I wasn't sure where to post this so hopefully this is the right board. My daughter is 16 and is a very negative person. I know all teen girls (well most) go through the phase of not liking their mothers, but this is extreme. Her father and I have not had the best marriage in the last few years and he is a very negative person. I can now see it rubbing off on her as well. He constantly is complaining about anything and sighing that everyone in the world is against him. Well, daughter is the same way. she wants to argue and yell and fight and hates me. She doesn't even want to include me in conversations at this point and would rather go to her friends house. again, some of this normal teenage stuff, but the way she screams and carries on. she will ruin any holiday or event and is never in a good mood...just like her father. I don't know if him and I staying together and not being happy is worse for them than actually splitting at this point and I'm not sure where to go from her. Daughter tried counseling a few years back..but didn't speak to the counselor, refused to go and husband basically agreed with her telling her the whole time it was a waste and she shouldn't be going. Any advice?


----------



## Neera (Jul 15, 2007)

:frown:


It seems like a hard situation. A teen daughter and over negativity. I don't have a teen daughter, but know the frustration of when dh and I are not getting along and it is spilling over on to our dd. It's a shame that children get dragged into fights. 

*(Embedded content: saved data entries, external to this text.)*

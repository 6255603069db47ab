//! Board geometry configuration.
//!
//! These values are shared between the placement/collision math and whatever
//! renders note rectangles. Both sides must read the same [`BoardConfig`] or
//! collision results will not match visual overlap.

use kurbo::{Point, Rect, Size};
use serde::{Deserialize, Serialize};
use thiserror::Error;

/// Board width in board units.
pub const BOARD_WIDTH: f64 = 4000.0;
/// Board height in board units.
pub const BOARD_HEIGHT: f64 = 3000.0;
/// Width of a pinned note.
pub const NOTE_W: f64 = 220.0;
/// Height of a pinned note.
pub const NOTE_H: f64 = 260.0;
/// Width of the in-progress composition.
pub const EDIT_W: f64 = 320.0;
/// Height of the in-progress composition.
pub const EDIT_H: f64 = 380.0;
/// Minimum distance between a note and the board edge.
pub const MARGIN: f64 = 60.0;
/// Padding used by the overlap test.
pub const COLLISION_PADDING: f64 = 40.0;
/// How far the placement search extends beyond the visible region.
pub const SEARCH_PADDING: f64 = 300.0;
/// Number of random candidates tried before falling back.
pub const PLACEMENT_ATTEMPTS: usize = 60;
/// Smallest allowed zoom factor.
pub const MIN_SCALE: f64 = 0.5;
/// Largest allowed zoom factor.
pub const MAX_SCALE: f64 = 2.0;
/// Wheel delta that changes the scale by a factor of `e`.
pub const WHEEL_ZOOM_DIVISOR: f64 = 300.0;
/// Pointer travel (screen px) below which a press on a note counts as a click.
pub const CLICK_SLOP: f64 = 4.0;

/// Configuration errors.
#[derive(Debug, Error)]
pub enum ConfigError {
    #[error("Failed to parse board config: {0}")]
    Parse(#[from] serde_json::Error),
    #[error("Invalid board config: {0}")]
    Invalid(String),
}

/// Geometry constants for a board.
#[derive(Debug, Clone, PartialEq, Serialize, Deserialize)]
#[serde(default)]
pub struct BoardConfig {
    pub board_size: Size,
    pub note_size: Size,
    pub edit_size: Size,
    pub margin: f64,
    pub collision_padding: f64,
    pub search_padding: f64,
    pub placement_attempts: usize,
    pub min_scale: f64,
    pub max_scale: f64,
    pub wheel_zoom_divisor: f64,
    pub click_slop: f64,
}

impl Default for BoardConfig {
    fn default() -> Self {
        Self {
            board_size: Size::new(BOARD_WIDTH, BOARD_HEIGHT),
            note_size: Size::new(NOTE_W, NOTE_H),
            edit_size: Size::new(EDIT_W, EDIT_H),
            margin: MARGIN,
            collision_padding: COLLISION_PADDING,
            search_padding: SEARCH_PADDING,
            placement_attempts: PLACEMENT_ATTEMPTS,
            min_scale: MIN_SCALE,
            max_scale: MAX_SCALE,
            wheel_zoom_divisor: WHEEL_ZOOM_DIVISOR,
            click_slop: CLICK_SLOP,
        }
    }
}

impl BoardConfig {
    /// Parse a config from JSON. Missing fields take their default values.
    pub fn from_json(json: &str) -> Result<Self, ConfigError> {
        let config: Self = serde_json::from_str(json)?;
        config.validate()?;
        Ok(config)
    }

    /// Serialize to pretty-printed JSON.
    pub fn to_json(&self) -> Result<String, ConfigError> {
        Ok(serde_json::to_string_pretty(self)?)
    }

    /// Check that the geometry is usable.
    pub fn validate(&self) -> Result<(), ConfigError> {
        let positive = [
            ("board width", self.board_size.width),
            ("board height", self.board_size.height),
            ("note width", self.note_size.width),
            ("note height", self.note_size.height),
            ("edit width", self.edit_size.width),
            ("edit height", self.edit_size.height),
            ("min scale", self.min_scale),
            ("wheel zoom divisor", self.wheel_zoom_divisor),
        ];
        for (name, value) in positive {
            if !(value.is_finite() && value > 0.0) {
                return Err(ConfigError::Invalid(format!("{name} must be positive, got {value}")));
            }
        }
        if self.margin < 0.0 || self.collision_padding < 0.0 || self.search_padding < 0.0 {
            return Err(ConfigError::Invalid("margins and paddings must not be negative".into()));
        }
        if self.max_scale < self.min_scale {
            return Err(ConfigError::Invalid(format!(
                "max scale {} is below min scale {}",
                self.max_scale, self.min_scale
            )));
        }
        let bounds = self.position_bounds();
        if bounds.x1 < bounds.x0 || bounds.y1 < bounds.y0 {
            return Err(ConfigError::Invalid(
                "board is too small to hold a note inside its margins".into(),
            ));
        }
        Ok(())
    }

    /// Rectangle that every note's top-left corner must lie inside.
    pub fn position_bounds(&self) -> Rect {
        Rect::new(
            self.margin,
            self.margin,
            self.board_size.width - self.note_size.width - self.margin,
            self.board_size.height - self.note_size.height - self.margin,
        )
    }

    /// Clamp a note position into [`position_bounds`](Self::position_bounds).
    pub fn clamp_position(&self, position: Point) -> Point {
        let bounds = self.position_bounds();
        Point::new(
            position.x.clamp(bounds.x0, bounds.x1),
            position.y.clamp(bounds.y0, bounds.y1),
        )
    }

    /// The rectangle a pinned note occupies, in board coordinates.
    pub fn note_rect(&self, position: Point) -> Rect {
        Rect::from_origin_size(position, self.note_size)
    }

    /// Clamp a zoom factor to the allowed range.
    pub fn clamp_scale(&self, scale: f64) -> f64 {
        scale.clamp(self.min_scale, self.max_scale)
    }
}
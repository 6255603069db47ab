//! Notes and their palette.

use kurbo::Point;
use serde::{Deserialize, Serialize};
use std::fmt;

/// Store-assigned note identifier. Opaque to the core.
#[derive(Debug, Clone, PartialEq, Eq, Hash, PartialOrd, Ord, Serialize, Deserialize)]
#[serde(transparent)]
pub struct NoteId(pub String);

impl NoteId {
    pub fn new(id: impl Into<String>) -> Self {
        Self(id.into())
    }

    pub fn as_str(&self) -> &str {
        &self.0
    }
}

impl fmt::Display for NoteId {
    fn fmt(&self, f: &mut fmt::Formatter<'_>) -> fmt::Result {
        f.write_str(&self.0)
    }
}

/// Identifier of the client that created a note.
#[derive(Debug, Clone, PartialEq, Eq, Hash, Serialize, Deserialize)]
#[serde(transparent)]
pub struct AuthorId(pub String);

impl AuthorId {
    pub fn new(id: impl Into<String>) -> Self {
        Self(id.into())
    }

    pub fn as_str(&self) -> &str {
        &self.0
    }
}

impl fmt::Display for AuthorId {
    fn fmt(&self, f: &mut fmt::Formatter<'_>) -> fmt::Result {
        f.write_str(&self.0)
    }
}

/// The five note swatches.
#[derive(Debug, Clone, Copy, PartialEq, Eq, Hash, Default)]
pub enum NoteColor {
    #[default]
    LightBlue,
    Pink,
    Yellow,
    LightGreen,
    Orange,
}

impl NoteColor {
    /// All swatches in palette order.
    pub const ALL: [NoteColor; 5] = [
        NoteColor::LightBlue,
        NoteColor::Pink,
        NoteColor::Yellow,
        NoteColor::LightGreen,
        NoteColor::Orange,
    ];

    /// Display name.
    pub fn name(self) -> &'static str {
        match self {
            NoteColor::LightBlue => "Light Blue",
            NoteColor::Pink => "Pink",
            NoteColor::Yellow => "Yellow",
            NoteColor::LightGreen => "Light Green",
            NoteColor::Orange => "Orange",
        }
    }

    /// Fill color as `#RRGGBB`. This is also the persisted value.
    pub fn fill(self) -> &'static str {
        match self {
            NoteColor::LightBlue => "#B3E5FC",
            NoteColor::Pink => "#F8BBD9",
            NoteColor::Yellow => "#FFF59D",
            NoteColor::LightGreen => "#C8E6C9",
            NoteColor::Orange => "#FFCC80",
        }
    }

    /// Border color as `#RRGGBB`.
    pub fn border(self) -> &'static str {
        match self {
            NoteColor::LightBlue => "#81D4FA",
            NoteColor::Pink => "#F48FB1",
            NoteColor::Yellow => "#FFEB3B",
            NoteColor::LightGreen => "#A5D6A7",
            NoteColor::Orange => "#FFB74D",
        }
    }

    /// Look up a swatch by its fill value (case-insensitive).
    pub fn from_fill(fill: &str) -> Option<Self> {
        Self::ALL
            .into_iter()
            .find(|c| c.fill().eq_ignore_ascii_case(fill))
    }
}

impl Serialize for NoteColor {
    fn serialize<S: serde::Serializer>(&self, serializer: S) -> Result<S::Ok, S::Error> {
        serializer.serialize_str(self.fill())
    }
}

impl<'de> Deserialize<'de> for NoteColor {
    fn deserialize<D: serde::Deserializer<'de>>(deserializer: D) -> Result<Self, D::Error> {
        let value = String::deserialize(deserializer)?;
        // Unknown swatches from other clients fall back to the first palette entry.
        Ok(Self::from_fill(&value).unwrap_or_default())
    }
}

/// A pinned note as held by the store.
#[derive(Debug, Clone, PartialEq, Serialize, Deserialize)]
#[serde(rename_all = "camelCase")]
pub struct Note {
    pub id: NoteId,
    pub text: String,
    #[serde(default)]
    pub color: NoteColor,
    /// Top-left corner in board coordinates.
    pub position: Point,
    pub author_id: AuthorId,
    /// Store-assigned ordering key.
    pub created_at: u64,
}

impl Note {
    /// Whether `client` may delete this note.
    pub fn is_authored_by(&self, client: &AuthorId) -> bool {
        &self.author_id == client
    }
}

/// Fields sent to the store when posting a note.
#[derive(Debug, Clone, PartialEq, Serialize, Deserialize)]
#[serde(rename_all = "camelCase")]
pub struct NewNote {
    pub text: String,
    pub color: NoteColor,
    pub position: Point,
    pub author_id: AuthorId,
}

impl NewNote {
    /// Attach store-assigned fields.
    pub fn into_note(self, id: NoteId, created_at: u64) -> Note {
        Note {
            id,
            text: self.text,
            color: self.color,
            position: self.position,
            author_id: self.author_id,
            created_at,
        }
    }
}

/// Partial update merged into an existing note.
#[derive(Debug, Clone, Default, PartialEq, Serialize, Deserialize)]
pub struct NotePatch {
    #[serde(skip_serializing_if = "Option::is_none")]
    pub text: Option<String>,
    #[serde(skip_serializing_if = "Option::is_none")]
    pub color: Option<NoteColor>,
    #[serde(skip_serializing_if = "Option::is_none")]
    pub position: Option<Point>,
}

impl NotePatch {
    pub fn position(position: Point) -> Self {
        Self {
            position: Some(position),
            ..Self::default()
        }
    }

    /// Merge the present fields into `note`.
    pub fn apply_to(&self, note: &mut Note) {
        if let Some(text) = &self.text {
            note.text = text.clone();
        }
        if let Some(color) = self.color {
            note.color = color;
        }
        if let Some(position) = self.position {
            note.position = position;
        }
    }
}
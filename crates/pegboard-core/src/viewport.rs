//! Viewport state: zoom scale and scroll offset.

use crate::config::BoardConfig;
use crate::coords::CoordinateSpace;
use crate::placement::DEFAULT_VIEW_SIZE;
use kurbo::{Point, Rect, Size, Vec2};

/// Owns the zoom scale and scroll offset of the board's scroll container.
///
/// The container geometry (client origin and size) is supplied by the host
/// through [`set_viewport`](Self::set_viewport); nothing is looked up.
#[derive(Debug, Clone)]
pub struct ViewportController {
    scale: f64,
    /// Scroll offset in screen pixels.
    scroll: Vec2,
    /// Client position of the container's top-left corner.
    origin: Point,
    /// Client size of the container.
    size: Size,
    /// Whether the host has supplied real container geometry.
    live: bool,
    board_size: Size,
    min_scale: f64,
    max_scale: f64,
    wheel_zoom_divisor: f64,
}

impl ViewportController {
    pub fn new(config: &BoardConfig) -> Self {
        Self {
            scale: config.clamp_scale(1.0),
            scroll: Vec2::ZERO,
            origin: Point::ZERO,
            size: DEFAULT_VIEW_SIZE,
            live: false,
            board_size: config.board_size,
            min_scale: config.min_scale,
            max_scale: config.max_scale,
            wheel_zoom_divisor: config.wheel_zoom_divisor,
        }
    }

    pub fn scale(&self) -> f64 {
        self.scale
    }

    pub fn scroll(&self) -> Vec2 {
        self.scroll
    }

    pub fn origin(&self) -> Point {
        self.origin
    }

    pub fn size(&self) -> Size {
        self.size
    }

    /// Whether [`set_viewport`](Self::set_viewport) has been called.
    pub fn is_live(&self) -> bool {
        self.live
    }

    /// Update the container geometry after a layout change.
    pub fn set_viewport(&mut self, origin: Point, size: Size) {
        self.origin = origin;
        self.size = size;
        self.live = true;
        self.scroll = self.clamp_scroll(self.scroll);
    }

    /// The current client/board mapping.
    pub fn space(&self) -> CoordinateSpace {
        CoordinateSpace::new(self.origin, self.scroll, self.scale)
    }

    pub fn to_board(&self, client: Point) -> Point {
        self.space().to_board(client)
    }

    pub fn to_screen(&self, board: Point) -> Point {
        self.space().to_screen(board)
    }

    /// Largest scroll offset the container allows at the current scale.
    pub fn max_scroll(&self) -> Vec2 {
        Vec2::new(
            (self.board_size.width * self.scale - self.size.width).max(0.0),
            (self.board_size.height * self.scale - self.size.height).max(0.0),
        )
    }

    fn clamp_scroll(&self, scroll: Vec2) -> Vec2 {
        let max = self.max_scroll();
        Vec2::new(scroll.x.clamp(0.0, max.x), scroll.y.clamp(0.0, max.y))
    }

    /// Set the scroll offset, limited to what the container permits.
    pub fn set_scroll(&mut self, scroll: Vec2) {
        self.scroll = self.clamp_scroll(scroll);
    }

    /// Scroll by `delta` screen pixels.
    pub fn scroll_by(&mut self, delta: Vec2) {
        self.set_scroll(self.scroll + delta);
    }

    /// Pan so the content follows a pointer that moved by `pointer_delta`.
    pub fn pan(&mut self, pointer_delta: Vec2) {
        self.scroll_by(-pointer_delta);
    }

    /// Zoom to `target_scale`, keeping the board point under `focal` (client) in place.
    ///
    /// Returns `false` if the clamped scale did not change. The focal point stays
    /// anchored as long as the adjusted offset is inside the scroll limits.
    pub fn zoom_at(&mut self, focal: Point, target_scale: f64) -> bool {
        let new_scale = target_scale.clamp(self.min_scale, self.max_scale);
        if (new_scale - self.scale).abs() < f64::EPSILON {
            return false;
        }

        let board = self.to_board(focal);
        self.scale = new_scale;

        let local = focal - self.origin;
        self.set_scroll(Vec2::new(
            board.x * new_scale - local.x,
            board.y * new_scale - local.y,
        ));
        log::debug!("zoomed to {new_scale:.3} at {focal:?}");
        true
    }

    /// Zoom by a wheel delta with an exponential response.
    pub fn wheel_zoom(&mut self, focal: Point, delta_y: f64) -> bool {
        let factor = (-delta_y / self.wheel_zoom_divisor).exp();
        self.zoom_at(focal, self.scale * factor)
    }

    /// The part of the board currently visible, in board coordinates.
    pub fn visible_region(&self) -> Rect {
        Rect::new(
            self.scroll.x / self.scale,
            self.scroll.y / self.scale,
            (self.scroll.x + self.size.width) / self.scale,
            (self.scroll.y + self.size.height) / self.scale,
        )
    }
}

Sorry, I'm not much help and hope you'll get advice from someone who's been in a situation like yours. :Hug


----------



## IsaFrench (Mar 22, 2008)

i cannot give much advice .... but i fully sympathise ... my eldest one goes through phases when she is very negative too ... basically, i cannot even finish a sentence that she's already expressing negativity .... we also have a complicated family life which i suppose does not help either .... i was "reacting hurt" at first ... which only led to an escalation of the negative process ... It IS very hard to try to take a step back and not fuel the situation .... am trying, not always succeeding ... i don't have a recipe, i just try to use whatever inner ressource/inspiration i may get on the moment it happens ... and i have seen a little improvement already, not on the fact that she doesn't do it anymore unfortunately, but in the "in between" episodes, there are times too when she can "act normal" ... it is sad that these "normal times" are not more frequent, i suppose adolescents brains sort of have some malfunctions some sort of short circuit episodes ... it IS what baffles me a lot ... she doesn't seem to be in the same rational world that i'm in when she gets rude and negative, ...


----------



## Neera (Jul 15, 2007)

IsaFrench said:


> i cannot give much advice .... but i fully sympathise ... my eldest one goes through phases when she is very negative too ... basically, i cannot even finish a sentence that she's already expressing negativity .... we also have a complicated family life which i suppose does not help either .... i was "reacting hurt" at first ... which only led to an escalation of the negative process ... It IS very hard to try to take a step back and not fuel the situation .... am trying, not always succeeding ... i don't have a recipe, i just try to use whatever inner ressource/inspiration i may get on the moment it happens ... and i have seen a little improvement already, not on the fact that she doesn't do it anymore unfortunately, but in the "in between" episodes, there are times too when she can "act normal" ... it is sad that these "normal times" are not more frequent, i suppose adolescents brains sort of have some malfunctions some sort of short circuit episodes ... it IS what baffles me a lot ... she doesn't seem to be in the same rational world that i'm in when she gets rude and negative, ...


Yep, it's the hormones.


----------



## moominmamma (Jul 5, 2003)

Neera said:


> Yep, it's the hormones.


I realize this is probably shorthand for "It's part and parcel of the emotional, intellectual, physiological and social development that takes place during adolescence" but I just want to caution the original poster against ever talking about it in this way to a teen. To me it has the same kind of tone as "are you on your period or something?!" That would be a tactic that an unempathetic male partner might use when dismissing your feelings and behaviour as irrational and simply annoying. It is absolutely infuriating to be told that the crushing, gut-wrenching stuff you're going through and feeling deeply are nothing more than the result of fleeting fluctuations in biochemistry. Even if biochemistry is playing a role.

Miranda


----------



## minkleaf (Nov 7, 2009)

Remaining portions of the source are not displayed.